Vermont Business Magazine this week named One Day In July the 2023 Best Investment Firm in the State of Vermont. While we now have clients in 31 states, it's fun to take the hometown honors. More on our awards page here...


You have, are, or should be wrapping up your taxes now. One of the benefits to public market investing is that in certain cases we can recognize tax losses, reducing your tax bills and improving your total return. When we do it for clients we do not give up exposure to the asset class for even a short period of time, and the transaction costs are zero or close to zero. Private investments do not allow this.

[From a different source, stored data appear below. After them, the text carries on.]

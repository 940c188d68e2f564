//! # Domain Entities
//!
//! Records read from, or derived from, the remote ledger.
//!
//! - [`Notification`]: Feed entry referencing a transaction by hash
//! - [`ResolvedTransaction`]: Order transaction classified from its payload
//! - [`Trade`]: Executed trade of one account

pub mod notification;
pub mod trade;
pub mod transaction;

pub use notification::Notification;
pub use trade::Trade;
pub use transaction::{
    ClassificationError, Execution, OrderAction, OrderTransactionPayload, ResolvedTransaction,
    TransactionDetails,
};
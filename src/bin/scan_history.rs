//! Command-line trade-history scan.
//!
//! Scans one account through a Ripple REST server and prints the result as
//! JSON on stdout. Settings come from an optional TOML file and
//! `LEDGER_SCAN__*` environment variables (a `.env` file is honoured).

use anyhow::{Context, Result, bail};
use clap::Parser;
use ledger_scan::application::{HistoryScanner, ScanParameters};
use ledger_scan::domain::value_objects::{AccountId, Timestamp};
use ledger_scan::infrastructure::ripple::RippleRestClient;
use ledger_scan::settings::ScannerSettings;
use ledger_scan::telemetry::{self, LogFormat};
use std::path::PathBuf;
use std::sync::Arc;
use tracing::info;

#[derive(Parser, Debug)]
#[command(name = "scan-history")]
#[command(version, about = "Bounded trade-history scan of a ledger account", long_about = None)]
struct Cli {
    /// Settings file (TOML).
    #[arg(short, long)]
    config: Option<PathBuf>,

    /// Account to scan; defaults to `ledger.account` from the settings.
    #[arg(short, long)]
    account: Option<String>,

    /// Stop once this many trades are found.
    #[arg(long)]
    max_trades: Option<u32>,

    /// Stop once this many transaction lookups were made.
    #[arg(long)]
    max_api_calls: Option<u32>,

    /// Stop at this transaction hash, e.g. the newest trade of a previous scan.
    #[arg(long)]
    stop_at_hash: Option<String>,

    /// Ignore notifications older than this RFC 3339 time.
    #[arg(long)]
    since: Option<Timestamp>,

    /// Pull the oldest notifications first.
    #[arg(long)]
    earliest_first: bool,

    /// Log output format.
    #[arg(long, value_enum, default_value_t = LogFormat::Pretty)]
    log_format: LogFormat,
}

impl Cli {
    fn scan_parameters(&self) -> ScanParameters {
        let mut params = ScanParameters::new();
        if let Some(account) = &self.account {
            params = params.with_account(account.as_str());
        }
        if let Some(max) = self.max_trades {
            params = params.with_max_trades(max);
        }
        if let Some(max) = self.max_api_calls {
            params = params.with_max_api_calls(max);
        }
        if let Some(hash) = &self.stop_at_hash {
            params = params.with_stop_at_hash(hash.as_str());
        }
        if let Some(since) = self.since {
            params = params.with_earliest_timestamp(since);
        }
        if self.earliest_first {
            params = params.with_earliest_first(true);
        }
        params
    }
}

#[tokio::main]
async fn main() -> Result<()> {
    let _ = dotenvy::dotenv();
    let cli = Cli::parse();

    telemetry::init_tracing(cli.log_format)
        .map_err(|e| anyhow::anyhow!("failed to initialise logging: {e}"))?;

    let settings = ScannerSettings::load(cli.config.as_deref()).context("failed to load settings")?;

    let owner = match (&settings.ledger.account, &cli.account) {
        (Some(account), _) => account.clone(),
        (None, Some(account)) => AccountId::new(account.as_str()),
        (None, None) => bail!("no account given: pass --account or set ledger.account"),
    };

    let gateway = RippleRestClient::new(&settings.ledger.base_url, settings.ledger.timeout_ms)
        .context("failed to build ledger client")?;
    info!(
        base_url = gateway.base_url(),
        rate_limit = %settings.rate_limit,
        "connecting to ledger"
    );

    let scanner = HistoryScanner::new(Arc::new(gateway), owner, settings.scanner_config());
    let result = scanner.scan(&cli.scan_parameters()).await?;

    println!("{}", serde_json::to_string_pretty(&result)?);
    Ok(())
}
//! # Ledger Errors
//!
//! Error types for remote ledger operations.
//!
//! # Examples
//!
//! ```
//! use ledger_scan::infrastructure::ledger::error::LedgerError;
//!
//! let error = LedgerError::timeout("Request timed out after 5000ms");
//! assert!(error.is_remote_unavailable());
//!
//! let error = LedgerError::transaction_not_found("ABC123");
//! assert!(!error.is_remote_unavailable());
//! ```

use crate::domain::value_objects::{AccountId, TransactionHash};
use thiserror::Error;

/// Error type for remote ledger operations.
#[derive(Debug, Clone, Error)]
pub enum LedgerError {
    /// Request timed out.
    #[error("ledger timeout: {message}")]
    Timeout {
        /// Error message.
        message: String,
        /// Timeout duration in milliseconds.
        timeout_ms: Option<u64>,
    },

    /// Network or connection error.
    #[error("ledger connection error: {message}")]
    Connection {
        /// Error message.
        message: String,
    },

    /// Remote rate limit exceeded.
    #[error("ledger rate limit exceeded: {message}")]
    RateLimited {
        /// Error message.
        message: String,
    },

    /// Request rejected as malformed.
    #[error("ledger invalid request: {message}")]
    InvalidRequest {
        /// Error message.
        message: String,
    },

    /// Resource not found.
    #[error("ledger resource not found: {message}")]
    NotFound {
        /// Error message.
        message: String,
    },

    /// The account identifier was rejected by the ledger.
    #[error("invalid account {account}: {message}")]
    InvalidAccount {
        /// The rejected account.
        account: AccountId,
        /// Error message.
        message: String,
    },

    /// The transaction hash no longer resolves.
    #[error("transaction not found: {hash}")]
    TransactionNotFound {
        /// The unresolved hash.
        hash: TransactionHash,
    },

    /// Protocol or format error.
    #[error("ledger protocol error: {message}")]
    ProtocolError {
        /// Error message.
        message: String,
    },

    /// Internal client error.
    #[error("ledger internal error: {message}")]
    InternalError {
        /// Error message.
        message: String,
    },
}

impl LedgerError {
    /// Creates a timeout error.
    #[must_use]
    pub fn timeout(message: impl Into<String>) -> Self {
        Self::Timeout {
            message: message.into(),
            timeout_ms: None,
        }
    }

    /// Creates a timeout error with duration.
    #[must_use]
    pub fn timeout_with_duration(message: impl Into<String>, timeout_ms: u64) -> Self {
        Self::Timeout {
            message: message.into(),
            timeout_ms: Some(timeout_ms),
        }
    }

    /// Creates a connection error.
    #[must_use]
    pub fn connection(message: impl Into<String>) -> Self {
        Self::Connection {
            message: message.into(),
        }
    }

    /// Creates a rate limited error.
    #[must_use]
    pub fn rate_limited(message: impl Into<String>) -> Self {
        Self::RateLimited {
            message: message.into(),
        }
    }

    /// Creates an invalid request error.
    #[must_use]
    pub fn invalid_request(message: impl Into<String>) -> Self {
        Self::InvalidRequest {
            message: message.into(),
        }
    }

    /// Creates a not found error.
    #[must_use]
    pub fn not_found(message: impl Into<String>) -> Self {
        Self::NotFound {
            message: message.into(),
        }
    }

    /// Creates an invalid account error.
    #[must_use]
    pub fn invalid_account(account: AccountId, message: impl Into<String>) -> Self {
        Self::InvalidAccount {
            account,
            message: message.into(),
        }
    }

    /// Creates a transaction not found error.
    #[must_use]
    pub fn transaction_not_found(hash: impl Into<TransactionHash>) -> Self {
        Self::TransactionNotFound { hash: hash.into() }
    }

    /// Creates a protocol error.
    #[must_use]
    pub fn protocol_error(message: impl Into<String>) -> Self {
        Self::ProtocolError {
            message: message.into(),
        }
    }

    /// Creates an internal error.
    #[must_use]
    pub fn internal_error(message: impl Into<String>) -> Self {
        Self::InternalError {
            message: message.into(),
        }
    }

    /// Returns true if this error is transient and the whole request may
    /// succeed on retry.
    #[must_use]
    pub fn is_retryable(&self) -> bool {
        matches!(
            self,
            Self::Timeout { .. } | Self::Connection { .. } | Self::RateLimited { .. }
        )
    }

    /// Returns true if the ledger could not be reached or did not answer
    /// usably. These failures are fatal for a scan.
    #[must_use]
    pub fn is_remote_unavailable(&self) -> bool {
        !matches!(
            self,
            Self::InvalidAccount { .. } | Self::TransactionNotFound { .. }
        )
    }

    /// Returns true if the transaction hash no longer resolves.
    #[must_use]
    pub fn is_transaction_not_found(&self) -> bool {
        matches!(self, Self::TransactionNotFound { .. })
    }
}

/// Result type for ledger operations.
pub type LedgerResult<T> = Result<T, LedgerError>;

On the subject of private investments, today I'm going to talk about all of the reasons I don't like private real estate as an investment by a casual investor. It's popular - we get the question all the time, and many Americans participate in it. If you're buying it for enjoyment, that's one thing. If you're a professional real estate investor and you really focus on the comparative advantage you can bring, that's a different story. But I don't see many cases in which people buying second homes for fun or to lease outperform the index. Here are the issues:

1. Transaction costs are high. Getting into and out of properties is not a zero-cost trade the way it is with a public security. These costs can run 5% to 10% of the proceeds of a transaction, even before capital gains taxes.

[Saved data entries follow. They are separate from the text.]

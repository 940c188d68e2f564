//! # Order Transactions
//!
//! Raw order transaction payloads and their classification.
//!
//! A notification of type `order` may refer to an order entry, a cancel, or
//! an execution; only the transaction payload tells them apart. This module
//! turns the payload shape into the closed [`TransactionDetails`] variant,
//! once, so nothing downstream re-inspects raw balance changes.
//!
//! # Classification
//!
//! - action `order_cancel` ⇒ [`TransactionDetails::OrderCancel`]
//! - action `order_create` with value exchanged ⇒ [`TransactionDetails::OrderExecution`]
//! - action `order_create` otherwise ⇒ [`TransactionDetails::OrderEntry`]
//!
//! Value is exchanged when, after netting the fee back into the native
//! currency change, the account has both a credit and a debit in different
//! assets.

use crate::domain::value_objects::{Amount, Timestamp, TransactionHash, TransactionKind};
use rust_decimal::Decimal;
use serde::{Deserialize, Serialize};
use std::fmt;
use thiserror::Error;

/// Order action reported by the ledger.
#[derive(Debug, Clone, PartialEq, Eq, Hash)]
pub enum OrderAction {
    /// An order was submitted (it may have rested, crossed, or both).
    OrderCreate,
    /// An order was cancelled.
    OrderCancel,
    /// Any other action string.
    Other(String),
}

impl OrderAction {
    /// Parses the ledger's action string.
    #[must_use]
    pub fn parse(value: &str) -> Self {
        match value.trim().to_lowercase().as_str() {
            "order_create" => Self::OrderCreate,
            "order_cancel" => Self::OrderCancel,
            _ => Self::Other(value.to_string()),
        }
    }
}

impl fmt::Display for OrderAction {
    fn fmt(&self, f: &mut fmt::Formatter<'_>) -> fmt::Result {
        match self {
            Self::OrderCreate => write!(f, "order_create"),
            Self::OrderCancel => write!(f, "order_cancel"),
            Self::Other(action) => write!(f, "{action}"),
        }
    }
}

/// Raw order transaction as fetched from the ledger, before classification.
#[derive(Debug, Clone, PartialEq, Eq)]
pub struct OrderTransactionPayload {
    /// Transaction hash.
    pub hash: TransactionHash,
    /// Ledger index the transaction was validated in.
    pub ledger: u64,
    /// Validation time.
    pub timestamp: Timestamp,
    /// Order action.
    pub action: OrderAction,
    /// Network fee paid in the native currency.
    pub fee: Decimal,
    /// Balance changes of the queried account, fee included.
    pub balance_changes: Vec<Amount>,
}

/// Error classifying an order payload.
#[derive(Debug, Clone, PartialEq, Eq, Error)]
pub enum ClassificationError {
    /// The action is none of the known order actions.
    #[error("transaction {hash} has unrecognised order action '{action}'")]
    UnrecognizedAction {
        /// Transaction hash.
        hash: TransactionHash,
        /// The unrecognised action.
        action: String,
    },
    /// Netting the fee into the native balance change overflowed.
    #[error("transaction {hash} balance change overflows when netting fee {fee}")]
    Overflow {
        /// Transaction hash.
        hash: TransactionHash,
        /// The fee being netted.
        fee: Decimal,
    },
}

/// Value exchanged by an executed order.
#[derive(Debug, Clone, PartialEq, Eq, Serialize, Deserialize)]
pub struct Execution {
    /// What the account received (positive).
    pub bought: Amount,
    /// What the account gave up (positive).
    pub sold: Amount,
    /// Network fee in the native currency.
    pub fee: Decimal,
}

/// Classified transaction details.
#[derive(Debug, Clone, PartialEq, Eq, Serialize, Deserialize)]
#[serde(tag = "kind", rename_all = "SCREAMING_SNAKE_CASE")]
pub enum TransactionDetails {
    /// Order placed without exchanging value.
    OrderEntry {
        /// Network fee.
        fee: Decimal,
    },
    /// Order cancelled.
    OrderCancel {
        /// Network fee.
        fee: Decimal,
    },
    /// Order executed.
    OrderExecution(Execution),
}

impl TransactionDetails {
    /// Returns the classification label.
    #[must_use]
    pub fn kind(&self) -> TransactionKind {
        match self {
            Self::OrderEntry { .. } => TransactionKind::OrderEntry,
            Self::OrderCancel { .. } => TransactionKind::OrderCancel,
            Self::OrderExecution(_) => TransactionKind::OrderExecution,
        }
    }
}

/// A transaction classified from one notification. Immutable.
#[derive(Debug, Clone, PartialEq, Eq, Serialize, Deserialize)]
pub struct ResolvedTransaction {
    hash: TransactionHash,
    timestamp: Timestamp,
    details: TransactionDetails,
}

impl ResolvedTransaction {
    /// Creates a resolved transaction.
    #[must_use]
    pub fn new(hash: TransactionHash, timestamp: Timestamp, details: TransactionDetails) -> Self {
        Self {
            hash,
            timestamp,
            details,
        }
    }

    /// Returns the transaction hash.
    #[inline]
    #[must_use]
    pub fn hash(&self) -> &TransactionHash {
        &self.hash
    }

    /// Returns the validation time.
    #[inline]
    #[must_use]
    pub fn timestamp(&self) -> Timestamp {
        self.timestamp
    }

    /// Returns the classified details.
    #[inline]
    #[must_use]
    pub fn details(&self) -> &TransactionDetails {
        &self.details
    }

    /// Returns the classification label.
    #[inline]
    #[must_use]
    pub fn classification(&self) -> TransactionKind {
        self.details.kind()
    }

    /// Returns the execution, if this transaction is a trade.
    #[must_use]
    pub fn execution(&self) -> Option<&Execution> {
        match &self.details {
            TransactionDetails::OrderExecution(execution) => Some(execution),
            _ => None,
        }
    }
}

impl fmt::Display for ResolvedTransaction {
    fn fmt(&self, f: &mut fmt::Formatter<'_>) -> fmt::Result {
        write!(f, "{}({})", self.classification(), self.hash)
    }
}

impl OrderTransactionPayload {
    /// Classifies the payload by its shape.
    ///
    /// # Errors
    ///
    /// - `ClassificationError::UnrecognizedAction` if the action is neither
    ///   `order_create` nor `order_cancel`
    /// - `ClassificationError::Overflow` if netting the fee overflows
    pub fn classify(self) -> Result<ResolvedTransaction, ClassificationError> {
        let details = match &self.action {
            OrderAction::OrderCancel => TransactionDetails::OrderCancel { fee: self.fee },
            OrderAction::OrderCreate => match self.exchanged_value()? {
                Some((bought, sold)) => TransactionDetails::OrderExecution(Execution {
                    bought,
                    sold,
                    fee: self.fee,
                }),
                None => TransactionDetails::OrderEntry { fee: self.fee },
            },
            OrderAction::Other(action) => {
                return Err(ClassificationError::UnrecognizedAction {
                    hash: self.hash,
                    action: action.clone(),
                });
            }
        };
        Ok(ResolvedTransaction::new(self.hash, self.timestamp, details))
    }

    /// Net balance changes with the fee removed from the native change.
    fn net_changes(&self) -> Result<Vec<Amount>, ClassificationError> {
        let mut changes = Vec::with_capacity(self.balance_changes.len());
        for change in &self.balance_changes {
            let net = if change.is_native() {
                let value = change.value().checked_add(self.fee).ok_or_else(|| {
                    ClassificationError::Overflow {
                        hash: self.hash.clone(),
                        fee: self.fee,
                    }
                })?;
                change.with_value(value)
            } else {
                change.clone()
            };
            if !net.value().is_zero() {
                changes.push(net);
            }
        }
        Ok(changes)
    }

    /// The first credit and first debit in a different asset, both positive.
    fn exchanged_value(&self) -> Result<Option<(Amount, Amount)>, ClassificationError> {
        let changes = self.net_changes()?;
        let Some(bought) = changes.iter().find(|c| c.is_credit()) else {
            return Ok(None);
        };
        Ok(changes
            .iter()
            .find(|c| c.is_debit() && !c.same_asset(bought))
            .map(|sold| (bought.clone(), sold.abs())))
    }
}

2. Geographic risk. In a single property you have geographic concentration risk. It's impossible to know what real estate markets will have the highest performance going forward. While the index by definition also buys the worst performing markets, on balance this diversification reduces risk.

3. Taxes. Professional REIT managers work to classify distributions as return of capital whenever possible, therefore reducing dividend taxes to zero for that portion of the dividend. In contract, rents from private houses are taxed as ordinary income. Additionally, public REITs can be held in an IRA, shielding more taxes, at least in the near term. While this can be done with private real estate, it is difficult.

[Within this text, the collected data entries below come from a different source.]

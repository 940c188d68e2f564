//! # Amount Value Object
//!
//! A signed quantity of one ledger currency.
//!
//! Issued currencies are identified by currency code plus issuing
//! counterparty; the ledger's native currency has no counterparty.

use rust_decimal::Decimal;
use serde::{Deserialize, Serialize};
use std::fmt;

/// Currency code of the ledger's native asset.
pub const NATIVE_CURRENCY: &str = "XRP";

/// A quantity of a currency, optionally issued by a counterparty.
///
/// # Examples
///
/// ```
/// use ledger_scan::domain::value_objects::Amount;
/// use rust_decimal::Decimal;
///
/// let usd = Amount::issued("USD", "rvYAfWj5gh67oV6fW32ZzP3Aw4Eubs59B", Decimal::new(-125, 1));
/// assert!(usd.is_debit());
/// assert_eq!(usd.abs().value(), Decimal::new(125, 1));
/// ```
#[derive(Debug, Clone, PartialEq, Eq, Hash, Serialize, Deserialize)]
pub struct Amount {
    currency: String,
    #[serde(default, skip_serializing_if = "Option::is_none")]
    counterparty: Option<String>,
    value: Decimal,
}

impl Amount {
    /// Creates an amount. An empty counterparty is treated as none.
    #[must_use]
    pub fn new(currency: impl Into<String>, counterparty: Option<String>, value: Decimal) -> Self {
        Self {
            currency: currency.into(),
            counterparty: counterparty.filter(|c| !c.is_empty()),
            value,
        }
    }

    /// Creates an amount of the native currency.
    #[must_use]
    pub fn native(value: Decimal) -> Self {
        Self::new(NATIVE_CURRENCY, None, value)
    }

    /// Creates an amount of an issued currency.
    #[must_use]
    pub fn issued(
        currency: impl Into<String>,
        counterparty: impl Into<String>,
        value: Decimal,
    ) -> Self {
        Self::new(currency, Some(counterparty.into()), value)
    }

    /// Returns the currency code.
    #[inline]
    #[must_use]
    pub fn currency(&self) -> &str {
        &self.currency
    }

    /// Returns the issuing counterparty, if any.
    #[inline]
    #[must_use]
    pub fn counterparty(&self) -> Option<&str> {
        self.counterparty.as_deref()
    }

    /// Returns the signed value.
    #[inline]
    #[must_use]
    pub fn value(&self) -> Decimal {
        self.value
    }

    /// Returns true for the native currency.
    #[must_use]
    pub fn is_native(&self) -> bool {
        self.currency.eq_ignore_ascii_case(NATIVE_CURRENCY) && self.counterparty.is_none()
    }

    /// Returns true if the value is positive.
    #[inline]
    #[must_use]
    pub fn is_credit(&self) -> bool {
        self.value.is_sign_positive() && !self.value.is_zero()
    }

    /// Returns true if the value is negative.
    #[inline]
    #[must_use]
    pub fn is_debit(&self) -> bool {
        self.value.is_sign_negative() && !self.value.is_zero()
    }

    /// Returns true if both amounts denote the same currency and issuer.
    #[must_use]
    pub fn same_asset(&self, other: &Self) -> bool {
        self.currency.eq_ignore_ascii_case(&other.currency) && self.counterparty == other.counterparty
    }

    /// Returns a copy with a different value.
    #[must_use]
    pub fn with_value(&self, value: Decimal) -> Self {
        Self {
            value,
            ..self.clone()
        }
    }

    /// Returns a copy with the absolute value.
    #[must_use]
    pub fn abs(&self) -> Self {
        self.with_value(self.value.abs())
    }
}

impl fmt::Display for Amount {
    fn fmt(&self, f: &mut fmt::Formatter<'_>) -> fmt::Result {
        write!(f, "{} {}", self.value, self.currency)?;
        if let Some(counterparty) = &self.counterparty {
            write!(f, "/{}", counterparty)?;
        }
        Ok(())
    }
}
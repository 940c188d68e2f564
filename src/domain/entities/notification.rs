//! # Notification Entity
//!
//! One entry of a remote ledger account notification feed.
//!
//! A notification references an account event by transaction hash without
//! revealing its outcome. Notifications are produced by the feed and are
//! read-only to the scanner.

use crate::domain::value_objects::{NotificationType, Timestamp, TransactionHash};
use serde::{Deserialize, Serialize};
use std::fmt;

/// A ledger feed entry.
///
/// # Examples
///
/// ```
/// use ledger_scan::domain::entities::notification::Notification;
/// use ledger_scan::domain::value_objects::{NotificationType, Timestamp, TransactionHash};
///
/// let n = Notification::new(
///     12_345,
///     TransactionHash::new("AB12"),
///     NotificationType::Order,
///     Timestamp::from_secs(1_425_000_000).unwrap(),
/// );
/// assert!(n.is_order());
/// ```
#[derive(Debug, Clone, PartialEq, Eq, Serialize, Deserialize)]
pub struct Notification {
    /// Feed sequence number (ledger index for ledger-backed feeds).
    sequence_id: u64,
    /// Hash of the referenced transaction.
    hash: TransactionHash,
    /// Kind of event.
    notification_type: NotificationType,
    /// When the event was validated.
    timestamp: Timestamp,
}

impl Notification {
    /// Creates a notification.
    #[must_use]
    pub fn new(
        sequence_id: u64,
        hash: TransactionHash,
        notification_type: NotificationType,
        timestamp: Timestamp,
    ) -> Self {
        Self {
            sequence_id,
            hash,
            notification_type,
            timestamp,
        }
    }

    /// Returns the feed sequence number.
    #[inline]
    #[must_use]
    pub fn sequence_id(&self) -> u64 {
        self.sequence_id
    }

    /// Returns the referenced transaction hash.
    #[inline]
    #[must_use]
    pub fn hash(&self) -> &TransactionHash {
        &self.hash
    }

    /// Returns the notification type.
    #[inline]
    #[must_use]
    pub fn notification_type(&self) -> NotificationType {
        self.notification_type
    }

    /// Returns the event timestamp.
    #[inline]
    #[must_use]
    pub fn timestamp(&self) -> Timestamp {
        self.timestamp
    }

    /// Returns true if the notification may reference an order transaction.
    #[inline]
    #[must_use]
    pub fn is_order(&self) -> bool {
        self.notification_type.is_order()
    }
}

impl fmt::Display for Notification {
    fn fmt(&self, f: &mut fmt::Formatter<'_>) -> fmt::Result {
        write!(
            f,
            "Notification(#{} {} {} @ {})",
            self.sequence_id, self.notification_type, self.hash, self.timestamp
        )
    }
}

4. Tax-loss harvesting. As mentioned above, because the indexes are public and liquid, tax-loss harvesting can occur, which can raise your overall returns over time.

5. Interest rates. Until last year, real estate benefited from a forty-year decline in interest rates. This provided a boost to both private and public holdings. Should this trend reverse the capital value of the asset class will now face a headwind. The point here is that the returns many people made on houses were at least partially a function of interest rates being lowered, not the house being an unusually productive investment.

6. Financial leverage. Similar to #5, much of the return made in real estate is due to the financial leverage from the loan. While public REITs are internally leveraged as well, if you had applied the same leverage to the S&P 500 in the past 15 to 30 years as people applied to their houses, the returns would have been significantly higher.

7. Capital and maintenance improvements. To calculate the real return on a private house sale, you have to consider all property taxes, improvements, and maintenance that were paid into the house over time. If you owned a railroad you could not ignore bridge repair. In a similar way, you must calculate the time value of cash you put into a house.